Last but not least, star rating is a great feature within a tool like RFPIO to help you manage your content effectively. This is your way to manually influence the recommendation engine within the answer library. Once you have culled your responses down to a more reasonable set of 200 Q&A pairs, rating allows you to further refine your answer library until you have the top 20 responses.
RFP Content Tip #3: Develop a Process
Keep your content fresh and clean by establishing regular review cycles. Again, every organization is unique, but we recommend quarterly reviews of your answer library.
If your answers live in a spreadsheet, you can still be diligent about this review process as long as you refer back to Tip #1 and have the right resources managing your content.
For those with RFP software, you can typically use the default review cycle functionality to stay on top of your review cycles. Customized reviews are another option, and this is best for responses covering pricing or specs that need to be updated more frequently.

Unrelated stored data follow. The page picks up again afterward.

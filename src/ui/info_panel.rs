//! Device info, weather and audio monitor panel.

use chrono::Local;
use eframe::egui::{
    vec2, Color32, CornerRadius, Frame, Grid, ProgressBar, RichText, Sense, Stroke, Ui,
};

use super::common::UiColors;
use crate::protocol::encode::Command;
use crate::state::{AudioMonitor, InfoKey, Session};

/// An audio frame older than this counts as no signal.
const AUDIO_STALE_MS: i64 = 2000;
const SPECTRUM_BANDS: usize = 12;

#[derive(Default)]
pub struct InfoPanel;

impl InfoPanel {
    pub fn render(&mut self, ui: &mut Ui, session: &Session, connected: bool) -> Vec<Command> {
        let mut commands = Vec::new();

        ui.horizontal(|ui| {
            ui.heading("Device Info");
            ui.add_enabled_ui(connected, |ui| {
                if ui.button("Refresh").clicked() {
                    commands.push(Command::RefreshInfo);
                }
            });
        });
        self.info_grid(ui, session);
        ui.separator();
        self.weather_card(ui, session);
        ui.separator();
        self.audio_monitor(ui, &session.state().audio);

        commands
    }

    fn info_grid(&self, ui: &mut Ui, session: &Session) {
        Grid::new("device_info")
            .num_columns(2)
            .striped(true)
            .show(ui, |ui| {
                for key in InfoKey::ALL {
                    ui.label(key.label());
                    let value = session
                        .state()
                        .info
                        .get(&key)
                        .map(String::as_str)
                        .unwrap_or("--");
                    ui.label(RichText::new(value).monospace());
                    ui.end_row();
                }
            });
    }

    fn weather_card(&self, ui: &mut Ui, session: &Session) {
        ui.heading("Weather");
        let Some(report) = session.weather() else {
            ui.label(RichText::new("no report yet").color(Color32::GRAY).italics());
            return;
        };
        ui.horizontal(|ui| {
            ui.label(RichText::new(report.icon()).size(32.0));
            ui.vertical(|ui| {
                ui.label(
                    RichText::new(format!(
                        "{} deg C - {}",
                        report.temp_c.as_deref().unwrap_or("--"),
                        report.description()
                    ))
                    .strong(),
                );
                ui.label(RichText::new(session.city()).color(Color32::GRAY));
            });
        });
        Grid::new("weather_details").num_columns(2).show(ui, |ui| {
            ui.label("Humidity");
            ui.label(match &report.humidity {
                Some(h) => format!("{}%", h),
                None => "--".to_string(),
            });
            ui.end_row();
            ui.label("Wind");
            ui.label(match (&report.windspeed_kmph, &report.wind_direction) {
                (Some(speed), Some(dir)) => format!("{} km/h {}", speed, dir),
                _ => "--".to_string(),
            });
            ui.end_row();
            ui.label("Visibility");
            ui.label(match &report.visibility {
                Some(v) => format!("{} km", v),
                None => "--".to_string(),
            });
            ui.end_row();
            ui.label("Feels like");
            ui.label(match &report.feels_like_c {
                Some(t) => format!("{} deg C", t),
                None => "--".to_string(),
            });
            ui.end_row();
        });
    }

    fn audio_monitor(&self, ui: &mut Ui, audio: &AudioMonitor) {
        ui.heading("Audio Monitor");
        ui.horizontal(|ui| {
            ui.label("Status:");
            let (text, color) = audio_status(audio);
            ui.label(RichText::new(text).color(color));
        });
        Grid::new("audio_readings").num_columns(2).show(ui, |ui| {
            ui.label("Raw ADC");
            ui.label(RichText::new(audio.raw.to_string()).monospace());
            ui.end_row();
            ui.label("Volume");
            ui.label(RichText::new(format!("{:.1} dB", audio.volume_db)).monospace());
            ui.end_row();
            ui.label("VU level");
            ui.label(RichText::new(format!("{} / 7", audio.vu_level)).monospace());
            ui.end_row();
        });

        let span = (audio.max_db - audio.min_db).max(1.0);
        let fill = ((audio.volume_db - audio.min_db) / span).clamp(0.0, 1.0);
        ui.add(ProgressBar::new(fill).text(format!(
            "{:.0}-{:.0} dB",
            audio.min_db, audio.max_db
        )));

        self.spectrum(ui, audio);
    }

    fn spectrum(&self, ui: &mut Ui, audio: &AudioMonitor) {
        Frame::new()
            .stroke(Stroke::new(1.0, UiColors::BORDER))
            .fill(UiColors::EXTREME_BG)
            .inner_margin(4)
            .show(ui, |ui| {
                ui.horizontal(|ui| {
                    for band in 0..SPECTRUM_BANDS {
                        let magnitude = audio.spectrum.get(band).copied().unwrap_or(0.0);
                        let height = (magnitude.clamp(0.0, 1.0) * 40.0).max(1.0);
                        let (rect, _) = ui.allocate_exact_size(vec2(10.0, 40.0), Sense::hover());
                        let bar = eframe::egui::Rect::from_min_max(
                            eframe::egui::pos2(rect.min.x, rect.max.y - height),
                            rect.max,
                        );
                        ui.painter()
                            .rect_filled(bar, CornerRadius::same(1), Color32::from_rgb(100, 180, 255));
                    }
                });
            });
    }
}

/// Loudness banding from the original monitor, plus floating-pin and
/// staleness detection.
fn audio_status(audio: &AudioMonitor) -> (&'static str, Color32) {
    let stale = match audio.last_update {
        None => true,
        Some(at) => {
            Local::now().signed_duration_since(at).num_milliseconds() > AUDIO_STALE_MS
        }
    };
    if stale {
        return ("No signal", Color32::GRAY);
    }
    if audio.raw < 5 {
        return ("Floating pin - check wiring", UiColors::INACTIVE);
    }
    if audio.volume_db < 35.0 {
        ("Quiet", UiColors::ACTIVE)
    } else if audio.volume_db < 70.0 {
        ("Normal", Color32::from_rgb(220, 220, 80))
    } else if audio.volume_db < 100.0 {
        ("Loud", Color32::from_rgb(230, 140, 40))
    } else {
        ("Very loud", UiColors::INACTIVE)
    }
}

#[cfg(test)]
mod tests {
    use super::*;

    fn fresh(volume_db: f32, raw: i64) -> AudioMonitor {
        AudioMonitor {
            raw,
            volume_db,
            last_update: Some(Local::now()),
            ..AudioMonitor::default()
        }
    }

    #[test]
    fn no_frame_means_no_signal() {
        let (text, _) = audio_status(&AudioMonitor::default());
        assert_eq!(text, "No signal");
    }

    #[test]
    fn low_raw_reading_flags_floating_pin() {
        let (text, _) = audio_status(&fresh(50.0, 2));
        assert_eq!(text, "Floating pin - check wiring");
    }

    #[test]
    fn loudness_bands() {
        assert_eq!(audio_status(&fresh(20.0, 100)).0, "Quiet");
        assert_eq!(audio_status(&fresh(50.0, 100)).0, "Normal");
        assert_eq!(audio_status(&fresh(85.0, 100)).0, "Loud");
        assert_eq!(audio_status(&fresh(110.0, 100)).0, "Very loud");
    }
}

Succession planning is often overlooked by companies, but this is a big one. Do you know who is next in line to manage your RFP responses? Find out now rather than later, when the proposal lead suddenly moves on. It happens, and you want to be in a position to keep your RFP process moving forward so you don’t miss out on opportunities.
Another process to standardize is training. Although RFPIO is very intuitive and doesn’t require special training, there’s still something to be said about having everyone on the same page.
I recently attended one of our client’s trainings and was blown away by their amazing training process. Their review cycle training was a 15-minute session that included the entire sales team and they went over everything from expectations to tagging. As you can see, trainings can be quick and effective. And coaching up your team is definitely worth it in the long run.
If my high school basketball coach was sitting here today, he would say: “It’s all about the little things.” The details are what make a team successful—the same thing applies to RFP content management for response teams.
Looking at our content processes may not seem earth-shattering. But when you take a deeper look, you’ll notice ways your team can work more effectively together. If you skip this investigation, you are missing out on opportunities for improvement.
Optimize your content strategy for RFP responses and see where it takes your team. Our guess is that you’ll end up going one direction…up.